*Given information*:
━━━━━━

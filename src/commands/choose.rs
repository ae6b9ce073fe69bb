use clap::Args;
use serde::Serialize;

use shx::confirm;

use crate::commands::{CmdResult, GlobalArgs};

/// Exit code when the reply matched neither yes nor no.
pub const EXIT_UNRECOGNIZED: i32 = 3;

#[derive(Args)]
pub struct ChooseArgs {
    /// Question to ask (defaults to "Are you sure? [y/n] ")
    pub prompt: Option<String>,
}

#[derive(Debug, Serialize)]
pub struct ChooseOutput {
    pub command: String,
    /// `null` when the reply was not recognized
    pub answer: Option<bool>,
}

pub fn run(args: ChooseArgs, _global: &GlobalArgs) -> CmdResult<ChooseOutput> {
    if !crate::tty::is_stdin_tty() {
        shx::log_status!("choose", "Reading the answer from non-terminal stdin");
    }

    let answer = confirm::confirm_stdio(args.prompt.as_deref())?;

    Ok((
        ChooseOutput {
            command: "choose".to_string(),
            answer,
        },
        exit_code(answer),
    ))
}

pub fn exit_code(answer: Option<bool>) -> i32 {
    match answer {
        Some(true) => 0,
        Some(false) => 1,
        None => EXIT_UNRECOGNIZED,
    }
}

━━━━━━

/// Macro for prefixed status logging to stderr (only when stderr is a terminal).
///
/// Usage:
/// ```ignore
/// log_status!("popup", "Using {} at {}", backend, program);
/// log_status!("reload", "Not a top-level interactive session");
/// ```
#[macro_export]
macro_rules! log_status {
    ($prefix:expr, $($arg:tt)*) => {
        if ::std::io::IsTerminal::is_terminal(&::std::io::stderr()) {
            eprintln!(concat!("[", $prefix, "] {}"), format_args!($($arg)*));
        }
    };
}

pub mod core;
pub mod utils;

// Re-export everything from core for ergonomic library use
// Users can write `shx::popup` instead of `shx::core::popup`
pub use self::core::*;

━━━━━━

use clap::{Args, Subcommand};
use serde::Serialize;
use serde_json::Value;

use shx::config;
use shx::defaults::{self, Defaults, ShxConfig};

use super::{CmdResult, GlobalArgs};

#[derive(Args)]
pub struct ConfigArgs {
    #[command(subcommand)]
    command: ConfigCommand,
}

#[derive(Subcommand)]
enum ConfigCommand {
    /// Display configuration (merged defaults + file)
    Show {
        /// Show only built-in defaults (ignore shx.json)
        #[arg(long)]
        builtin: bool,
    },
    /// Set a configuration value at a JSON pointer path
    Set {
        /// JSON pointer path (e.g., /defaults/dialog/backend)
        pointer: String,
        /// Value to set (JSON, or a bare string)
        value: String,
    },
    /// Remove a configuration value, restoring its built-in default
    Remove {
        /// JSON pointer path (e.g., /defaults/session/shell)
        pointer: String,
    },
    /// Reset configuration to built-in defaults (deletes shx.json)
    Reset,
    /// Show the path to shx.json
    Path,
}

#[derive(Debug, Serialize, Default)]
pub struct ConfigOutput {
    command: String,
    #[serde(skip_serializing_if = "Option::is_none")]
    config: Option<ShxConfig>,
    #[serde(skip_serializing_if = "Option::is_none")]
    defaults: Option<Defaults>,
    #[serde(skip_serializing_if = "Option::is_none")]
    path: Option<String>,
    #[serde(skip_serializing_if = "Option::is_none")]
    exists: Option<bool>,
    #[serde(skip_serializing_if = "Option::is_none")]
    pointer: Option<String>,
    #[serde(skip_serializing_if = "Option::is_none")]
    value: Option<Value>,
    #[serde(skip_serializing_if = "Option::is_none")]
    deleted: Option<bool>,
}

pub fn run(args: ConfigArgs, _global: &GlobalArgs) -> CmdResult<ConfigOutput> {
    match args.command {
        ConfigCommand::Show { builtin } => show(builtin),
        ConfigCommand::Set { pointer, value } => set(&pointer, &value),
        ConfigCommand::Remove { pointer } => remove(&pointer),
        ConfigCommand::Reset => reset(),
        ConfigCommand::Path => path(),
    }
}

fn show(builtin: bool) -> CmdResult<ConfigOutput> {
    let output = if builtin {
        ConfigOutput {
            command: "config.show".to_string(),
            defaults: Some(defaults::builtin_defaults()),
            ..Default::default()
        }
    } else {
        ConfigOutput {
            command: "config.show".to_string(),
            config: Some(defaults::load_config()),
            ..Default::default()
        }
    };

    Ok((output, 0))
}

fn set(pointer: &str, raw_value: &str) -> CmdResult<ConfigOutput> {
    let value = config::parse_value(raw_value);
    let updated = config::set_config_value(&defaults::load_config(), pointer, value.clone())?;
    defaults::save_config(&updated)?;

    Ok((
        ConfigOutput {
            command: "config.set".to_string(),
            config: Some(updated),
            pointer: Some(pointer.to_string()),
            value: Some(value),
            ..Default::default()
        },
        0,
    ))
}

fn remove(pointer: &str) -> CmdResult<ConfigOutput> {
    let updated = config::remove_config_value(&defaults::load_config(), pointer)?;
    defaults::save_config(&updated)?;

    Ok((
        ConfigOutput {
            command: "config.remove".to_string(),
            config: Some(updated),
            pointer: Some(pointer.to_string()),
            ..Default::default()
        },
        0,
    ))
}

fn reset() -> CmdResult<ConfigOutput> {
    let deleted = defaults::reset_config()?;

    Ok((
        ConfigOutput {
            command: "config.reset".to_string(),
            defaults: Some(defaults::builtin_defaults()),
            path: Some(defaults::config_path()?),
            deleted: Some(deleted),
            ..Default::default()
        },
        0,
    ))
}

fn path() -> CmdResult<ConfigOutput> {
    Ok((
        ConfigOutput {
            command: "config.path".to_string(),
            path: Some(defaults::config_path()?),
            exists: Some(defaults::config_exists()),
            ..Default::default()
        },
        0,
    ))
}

━━━━━━

*Task statement*: Provide the number of lines in the data above that contain the string "session", and nothing else.

*Finished task*: 2